Ecology Ottawa and EnviroCentre have released the results of what it's calling "the city's first green poll" to coincide with the election. The poll offers an interesting look at where voters stand on environmental issues. Among the key findings:
- Sixty-nine per cent of Ottawa residents would support charging lower fees for greener buildings, and higher fees for those that fall below industry standards.
- Four out of every five residents believe the City of Ottawa should implement a more aggressive energy efficiency program for its buildings and services, and use more green energy and fuel.
- Almost two-thirds of residents think the City of Ottawa should invest its annual dividends from Hydro Ottawa in energy efficiency programs instead of parking the money in general revenues.
- More than half believe the City should provide interest-free loans to residents and businesses for energy-efficiency and renewable upgrades.
On the surface, it's probably not very surprising that residents support the notion of greener buildings, energy efficiency and help for green businesses.
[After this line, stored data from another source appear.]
use thiserror::Error;

use crate::db_types::{ChargeRecord, NewChargeRecord, PayerTotal, SettledPayment};

#[derive(Debug, Error)]
pub enum LedgerError {
    #[error("Database driver error: {0}")]
    DriverError(#[from] sqlx::Error),
    #[error("Database migration error: {0}")]
    MigrationError(#[from] sqlx::migrate::MigrateError),
    #[error("Invoice {0} has already been recorded")]
    DuplicateInvoice(String),
    #[error("Database query error: {0}")]
    QueryError(String),
}

/// This trait defines the behaviour of a durable store of charge records.
///
/// Implementations must make `create` and `mark_settled` atomic: concurrent readers never see a half-written record,
/// and concurrent `mark_settled` calls for the same invoice never both report a transition.
#[allow(async_fn_in_trait)]
pub trait LedgerStore: Clone {
    /// The URL of the database
    fn url(&self) -> &str;

    /// Inserts a new `NEW` record with a fresh id and the current timestamp.
    ///
    /// Returns [`LedgerError::DuplicateInvoice`] if the invoice reference has already been recorded. In that case the
    /// ledger is left unchanged.
    async fn create(&self, charge: NewChargeRecord) -> Result<ChargeRecord, LedgerError>;

    /// Returns a snapshot of every record that has not been settled yet, in no particular order.
    async fn list_pending(&self) -> Result<Vec<ChargeRecord>, LedgerError>;

    /// Atomically moves the record for `invoice_ref` from `NEW` to `SETTLED`.
    ///
    /// Returns `true` only for the call that performed the transition. If the record is already settled, or does not
    /// exist, nothing changes and `false` is returned. Callers gate every settlement side effect on a `true` result.
    async fn mark_settled(&self, invoice_ref: &str) -> Result<bool, LedgerError>;

    /// Fetches a single record by its invoice reference.
    async fn fetch_charge(&self, invoice_ref: &str) -> Result<Option<ChargeRecord>, LedgerError>;

    /// All settled payments for the given payer, oldest first.
    async fn history(&self, payer_id: &str) -> Result<Vec<SettledPayment>, LedgerError>;

    /// Settled totals grouped by payer, largest total first. Empty if nothing has been settled yet.
    async fn leaderboard(&self) -> Result<Vec<PayerTotal>, LedgerError>;

    /// Closes the database connection.
    async fn close(&mut self) -> Result<(), LedgerError> {
        Ok(())
    }
}
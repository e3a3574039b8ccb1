//! Request signing for the command surface.
//!
//! The chat gateway signs the raw body of every command with the shared `HUGARD_GATEWAY_HMAC_SECRET` and sends the
//! base64 HMAC-SHA256 in the [`SIGNATURE_HEADER`] header. [`GatewaySignature`] buffers the body, checks the signature,
//! and then hands the untouched body on to the wrapped service.
use std::{
    future::{ready, Ready},
    rc::Rc,
};

use actix_http::h1;
use actix_web::{
    dev::{forward_ready, Payload, Service, ServiceRequest, ServiceResponse, Transform},
    error::{ErrorBadRequest, ErrorForbidden},
    http::header::HeaderMap,
    web::Bytes,
    Error,
};
use futures::future::LocalBoxFuture;
use hugard_common::Secret;
use log::*;
use thiserror::Error;

use crate::helpers::verify_hmac;

pub const SIGNATURE_HEADER: &str = "X-Hugard-Hmac-Sha256";

#[derive(Debug, Clone, Copy, PartialEq, Eq, Error)]
pub enum SignatureError {
    #[error("No HMAC signature found.")]
    Missing,
    #[error("Invalid HMAC signature.")]
    Invalid,
}

/// Checks the gateway signature in `headers` against the raw request `body`.
pub fn check_signature(secret: &Secret<String>, headers: &HeaderMap, body: &[u8]) -> Result<(), SignatureError> {
    let signature = headers.get(SIGNATURE_HEADER).ok_or(SignatureError::Missing)?;
    let signature = signature.to_str().map_err(|_| SignatureError::Invalid)?;
    if verify_hmac(secret.reveal(), body, signature) {
        Ok(())
    } else {
        Err(SignatureError::Invalid)
    }
}

/// Rejects command requests that were not signed by the chat gateway.
pub struct GatewaySignature {
    // None means checks are switched off and every request is let through
    secret: Option<Secret<String>>,
}

impl GatewaySignature {
    pub fn new(secret: Secret<String>, enabled: bool) -> Self {
        Self { secret: enabled.then_some(secret) }
    }
}

impl<S, B> Transform<S, ServiceRequest> for GatewaySignature
where
    S: Service<ServiceRequest, Response = ServiceResponse<B>, Error = Error> + 'static,
    S::Future: 'static,
    B: 'static,
{
    type Error = Error;
    type Future = Ready<Result<Self::Transform, Self::InitError>>;
    type InitError = ();
    type Response = ServiceResponse<B>;
    type Transform = GatewaySignatureService<S>;

    fn new_transform(&self, service: S) -> Self::Future {
        let secret = self.secret.clone().map(Rc::new);
        ready(Ok(GatewaySignatureService { secret, service: Rc::new(service) }))
    }
}

pub struct GatewaySignatureService<S> {
    secret: Option<Rc<Secret<String>>>,
    service: Rc<S>,
}

impl<S, B> Service<ServiceRequest> for GatewaySignatureService<S>
where
    S: Service<ServiceRequest, Response = ServiceResponse<B>, Error = Error> + 'static,
    S::Future: 'static,
    B: 'static,
{
    type Error = Error;
    type Future = LocalBoxFuture<'static, Result<Self::Response, Self::Error>>;
    type Response = ServiceResponse<B>;

    forward_ready!(service);

    fn call(&self, mut req: ServiceRequest) -> Self::Future {
        let Some(secret) = self.secret.clone() else {
            trace!("🔐️ Signature checks are off. Passing {} through.", req.path());
            return Box::pin(self.service.call(req));
        };
        let service = Rc::clone(&self.service);
        Box::pin(async move {
            let body = req.extract::<Bytes>().await.map_err(|e| {
                warn!("🔐️ Could not read the body of a command to {}. {e}", req.path());
                ErrorBadRequest("Failed to extract request data.")
            })?;
            if let Err(e) = check_signature(&secret, req.headers(), &body) {
                warn!("🔐️ Rejected a command to {}. {e}", req.path());
                return Err(ErrorForbidden(e));
            }
            trace!("🔐️ Gateway signature verified for {}", req.path());
            req.set_payload(replay(body));
            service.call(req).await
        })
    }
}

/// The body has already been consumed by the check, so it is put back for the extractors further down.
fn replay(body: Bytes) -> Payload {
    let (_, mut payload) = h1::Payload::create(true);
    payload.unread_data(body);
    Payload::from(payload)
}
What is significant is that they're also willing to make the financial commitment that goes along with it. However when asked whether the city should "spend less on new roads and instead spend more on improving public transportation, cycling infrastructure and other ways ro reduce traffic," 52 per cent said no. Barely one third said yes. That means that as much as folks say they want to go green, they're not ready to cut spending on roads.
So far the environment hasn't figured very prominently in the mayoral campaign. Yes, public transit has been front and centre at all the debates, but it's usually framed as a city-building initiative rather than an environmental solution. Clive Doucet is so far the only front-runner who's making the environment a focus of his campaign. We've yet to see Jim Watson's environmental platform, and Larry O'Brien -- while he has been a constant champion of the current light rail plan -- is also pushing for a ring road, and is careful in debates to avoid alienating the car-commuting voter.
Ecology Ottawa is also organizing a mayoral debate next Sunday.